Do I need an authorisation?

  • Deer may be moved for the purpose of killing or taking with the aid of a vehicle without licence if they will not be driven.
  • Deer may be driven with the aid of a vehicle without authorisation if there is no intention for them to be taken or killed. For example deer can be moved in order to count them, clear them from an area where they are causing damage or pose a threat to safety.
  • Once vehicles are used to shepherd deer with the intention to immediately take or kill them, then they are considered to be driven.

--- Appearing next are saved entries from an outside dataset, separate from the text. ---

//! # Engraver Hardware Specification
//!
//! This module defines the physical characteristics of supported engravers.
//!
//! ## Supported Devices
//!
//! | Model | Work area (px) | Resolution | Work area (mm) |
//! |-------|----------------|------------|----------------|
//! | Wainlux K6 | 1600 × 1520 | 0.05 mm/px | 80 × 76 |
//!
//! ## Usage
//!
//! ```
//! use wainlux::device::DeviceSpec;
//!
//! let spec = DeviceSpec::K6;
//! println!("Work area: {}x{} px ({}x{} mm)",
//!          spec.max_width,
//!          spec.max_height,
//!          spec.work_width_mm(),
//!          spec.work_height_mm());
//! ```

use std::time::Duration;

/// # Device Specification
///
/// Defines the hardware characteristics of a laser engraver.
///
/// ## Geometry
///
/// - **max_width / max_height**: hard limits of the work area in device units
///   (pixels). The Y axis is shorter than X on the K6: 1520 px were measured,
///   not the 1600 px the vendor advertises.
/// - **center_x_bias**: horizontal correction added to the raster half-width
///   when centering. Discovered empirically on the reference unit.
///
/// ## Placement Rule
///
/// ```text
/// center_x = raster_width / 2 + center_x_bias
/// center_y = canvas_height / 2
///
/// For a 1600 px wide raster on the K6:
///   center_x = 800 + 67 = 867
///   center_y = 1520 / 2 = 760
/// ```
#[derive(Debug, Clone, Copy, PartialEq)]
pub struct DeviceSpec {
    /// Device model name
    pub name: &'static str,

    /// Maximum raster width in device units
    pub max_width: u32,

    /// Maximum raster height in device units
    pub max_height: u32,

    /// Millimetres per device unit
    pub mm_per_px: f32,

    /// Horizontal centering correction in device units
    pub center_x_bias: u32,

    /// Serial baud rate (fixed by the firmware)
    pub baud: u32,

    /// Nominal laser power observed in captured traffic
    pub nominal_power: u16,

    /// Upper bound for the power parameter
    pub max_power: u16,

    /// Burn depth used when the caller does not specify one
    pub default_depth: u8,

    /// Mandatory pause after a motion command before the next command
    pub settle: Duration,
}

impl DeviceSpec {
    /// # Wainlux K6 Configuration
    ///
    /// Desktop blue-diode engraver driven over a CH340 USB serial bridge.
    ///
    /// | Property | Value |
    /// |----------|-------|
    /// | Work area | 80 × 76 mm |
    /// | Resolution | 0.05 mm/px |
    /// | Link | 115200 baud, 8N1 |
    /// | Power | 0–1000 (1000 nominal) |
    /// | Depth | 1–255 (100 default) |
    pub const K6: Self = Self {
        name: "Wainlux K6",
        max_width: 1600,
        max_height: 1520,
        mm_per_px: 0.05,
        center_x_bias: 67,
        baud: 115_200,
        nominal_power: 1000,
        max_power: 1000,
        default_depth: 100,
        settle: Duration::from_millis(100),
    };

    /// Work area width in millimetres
    #[inline]
    pub fn work_width_mm(&self) -> f32 {
        self.px_to_mm(self.max_width)
    }

    /// Work area height in millimetres
    #[inline]
    pub fn work_height_mm(&self) -> f32 {
        self.px_to_mm(self.max_height)
    }

    /// Convert millimetres to device units (rounded)
    #[inline]
    pub fn mm_to_px(&self, mm: f32) -> u32 {
        (mm / self.mm_per_px).round().max(0.0) as u32
    }

    /// Convert device units to millimetres
    #[inline]
    pub fn px_to_mm(&self, px: u32) -> f32 {
        px as f32 * self.mm_per_px
    }

    /// Horizontal center for a raster of the given width.
    #[inline]
    pub fn center_x(&self, raster_width: u32) -> u32 {
        raster_width / 2 + self.center_x_bias
    }

    /// Vertical center for a canvas of the given height.
    #[inline]
    pub fn center_y(&self, canvas_height: u32) -> u32 {
        canvas_height / 2
    }

    /// Clamp a depth request into the valid 1–255 range.
    #[inline]
    pub fn clamp_depth(&self, depth: Option<u8>) -> u8 {
        depth.unwrap_or(self.default_depth).max(1)
    }

    /// Clamp a power request into the valid range.
    #[inline]
    pub fn clamp_power(&self, power: Option<u16>) -> u16 {
        power.unwrap_or(self.nominal_power).min(self.max_power)
    }
}

impl Default for DeviceSpec {
    fn default() -> Self {
        Self::K6
    }
}

// ============================================================================
// TESTS
// ============================================================================

#[cfg(test)]
mod tests {
    use super::*;

    #[test]
    fn test_k6_dimensions() {
        let spec = DeviceSpec::K6;
        assert_eq!(spec.max_width, 1600);
        assert_eq!(spec.max_height, 1520);
        assert_eq!(spec.baud, 115_200);
    }

    #[test]
    fn test_work_area_mm() {
        let spec = DeviceSpec::K6;
        assert!((spec.work_width_mm() - 80.0).abs() < 0.01);
        assert!((spec.work_height_mm() - 76.0).abs() < 0.01);
    }

    #[test]
    fn test_mm_px_conversion() {
        let spec = DeviceSpec::K6;
        assert_eq!(spec.mm_to_px(10.0), 200);
        assert_eq!(spec.mm_to_px(2.5), 50);
        assert!((spec.px_to_mm(200) - 10.0).abs() < 0.01);
    }

    #[test]
    fn test_placement_rule() {
        let spec = DeviceSpec::K6;
        assert_eq!(spec.center_x(1600), 867);
        assert_eq!(spec.center_x(10), 72);
        assert_eq!(spec.center_y(1520), 760);
    }

    #[test]
    fn test_burn_parameter_defaults() {
        let spec = DeviceSpec::K6;
        assert_eq!(spec.clamp_depth(None), 100);
        assert_eq!(spec.clamp_depth(Some(0)), 1);
        assert_eq!(spec.clamp_depth(Some(255)), 255);
        assert_eq!(spec.clamp_power(None), 1000);
        assert_eq!(spec.clamp_power(Some(5000)), 1000);
        assert_eq!(spec.clamp_power(Some(500)), 500);
    }

    #[test]
    fn test_settle_is_100ms() {
        assert_eq!(DeviceSpec::K6.settle, Duration::from_millis(100));
    }
}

Likely Aims of Driving Deer with Vehicles

  • To ensure the safety of a culling operation, e.g. where deer to be culled are in an area without safe backdrops.
  • To improve efficiency of a deer management operation e.g. for counting, where visibility is reduced; for culling, where visibility prevents stalker/s approaching unseen; or where extraction is difficult due to terrain.
  • To minimise disturbance to livestock and the public, as a result of culling operations.
  • To protect a vulnerable crop.

Planning

  • Recognise that deer prefer to move into the wind and make use of local knowledge to help predict the direction that the deer are likely to move.
  • Compare predicted route with the desired direction of movement and position operators as appropriate.
  • Ensure that operators are clear on how they will respond to different reactions from the deer.
  • Ensure that there are clear lines of communication with one person responsible for directing operations and abandoning the operation if it is not running to plan.
  • Ensure a written assessment of welfare implications to inform the decision to undertake the procedure*.
  • Advise neighbours of the proposals if deer are likely to be moved onto their land.

Procedure

  • Remain at a distance that allows deer to move at their own pace and ensure that family groups are not broken up.
  • Try to keep the deer moving slowly — if they break into a gallop slow down.
  • Never chase deer with a view to ‘heading them off’.
  • Never drive deer to exhaustion, demonstrated by heavily laboured breathing, tongues hanging out and/or collapse.
  • Set a clear limit on distance and time they will be driven for.
  • Avoid driving calf/hind groups, between May-Aug.
  • Avoid driving deer across stock fences when calves are younger than 4 months.
  • Always work with the natural inclination of the deer, driving deer towards obstacles that may make them panic or double back causes problems (e.g. fence lines, busy roads, cliffs etc).
  • Carry a first aid kit and portable communication equipment.
  • Vehicles must be designed for use on the terrain covered and comply with Health & Safety legislation.
  • Operators must be competent in the use of the vehicle/s used.